_AIM OF THE EXERCISE_: Search the data for the word "derive" and copy every line that contains it.

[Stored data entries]

*-*-*

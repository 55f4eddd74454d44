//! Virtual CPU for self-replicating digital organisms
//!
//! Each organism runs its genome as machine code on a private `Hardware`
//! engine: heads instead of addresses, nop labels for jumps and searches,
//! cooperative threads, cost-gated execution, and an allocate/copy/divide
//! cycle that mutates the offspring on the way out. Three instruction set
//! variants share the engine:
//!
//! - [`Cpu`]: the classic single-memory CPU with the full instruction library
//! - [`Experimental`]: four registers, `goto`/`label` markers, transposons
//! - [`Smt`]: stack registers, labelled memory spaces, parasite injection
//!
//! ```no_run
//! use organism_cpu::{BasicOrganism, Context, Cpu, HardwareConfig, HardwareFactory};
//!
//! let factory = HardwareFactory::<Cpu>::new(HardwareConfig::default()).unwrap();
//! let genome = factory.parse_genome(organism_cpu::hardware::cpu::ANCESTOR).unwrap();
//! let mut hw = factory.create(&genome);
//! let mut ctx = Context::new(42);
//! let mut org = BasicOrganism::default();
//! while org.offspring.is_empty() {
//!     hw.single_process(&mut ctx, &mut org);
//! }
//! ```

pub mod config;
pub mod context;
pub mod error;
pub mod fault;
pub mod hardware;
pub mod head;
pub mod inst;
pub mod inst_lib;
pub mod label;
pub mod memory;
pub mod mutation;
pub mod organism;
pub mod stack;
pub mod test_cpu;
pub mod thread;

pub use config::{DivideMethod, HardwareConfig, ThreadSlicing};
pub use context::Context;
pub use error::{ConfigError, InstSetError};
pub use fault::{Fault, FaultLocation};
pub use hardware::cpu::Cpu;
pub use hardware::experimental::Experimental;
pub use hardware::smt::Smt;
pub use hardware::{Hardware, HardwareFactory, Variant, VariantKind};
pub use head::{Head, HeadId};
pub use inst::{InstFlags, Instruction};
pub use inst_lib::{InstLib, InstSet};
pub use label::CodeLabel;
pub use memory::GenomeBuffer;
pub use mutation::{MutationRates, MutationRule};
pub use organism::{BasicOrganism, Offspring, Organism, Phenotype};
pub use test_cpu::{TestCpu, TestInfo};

*-*-*

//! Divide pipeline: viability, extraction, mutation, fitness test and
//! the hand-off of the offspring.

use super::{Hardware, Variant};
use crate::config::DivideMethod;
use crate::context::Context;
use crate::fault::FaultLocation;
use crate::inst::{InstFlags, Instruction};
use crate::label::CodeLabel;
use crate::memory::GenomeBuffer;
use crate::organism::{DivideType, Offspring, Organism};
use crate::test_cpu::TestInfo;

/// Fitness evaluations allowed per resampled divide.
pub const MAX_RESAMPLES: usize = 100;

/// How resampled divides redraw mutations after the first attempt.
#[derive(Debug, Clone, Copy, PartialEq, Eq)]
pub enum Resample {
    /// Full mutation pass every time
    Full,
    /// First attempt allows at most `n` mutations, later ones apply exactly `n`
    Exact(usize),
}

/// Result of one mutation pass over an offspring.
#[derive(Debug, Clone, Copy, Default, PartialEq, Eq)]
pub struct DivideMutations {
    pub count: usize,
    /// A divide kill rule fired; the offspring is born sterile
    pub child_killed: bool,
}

*-*-*

_EXERCISE OUTPUT_:
#[derive(Debug, Clone, Copy, PartialEq, Eq)]
#[derive(Debug, Clone, Copy, Default, PartialEq, Eq)]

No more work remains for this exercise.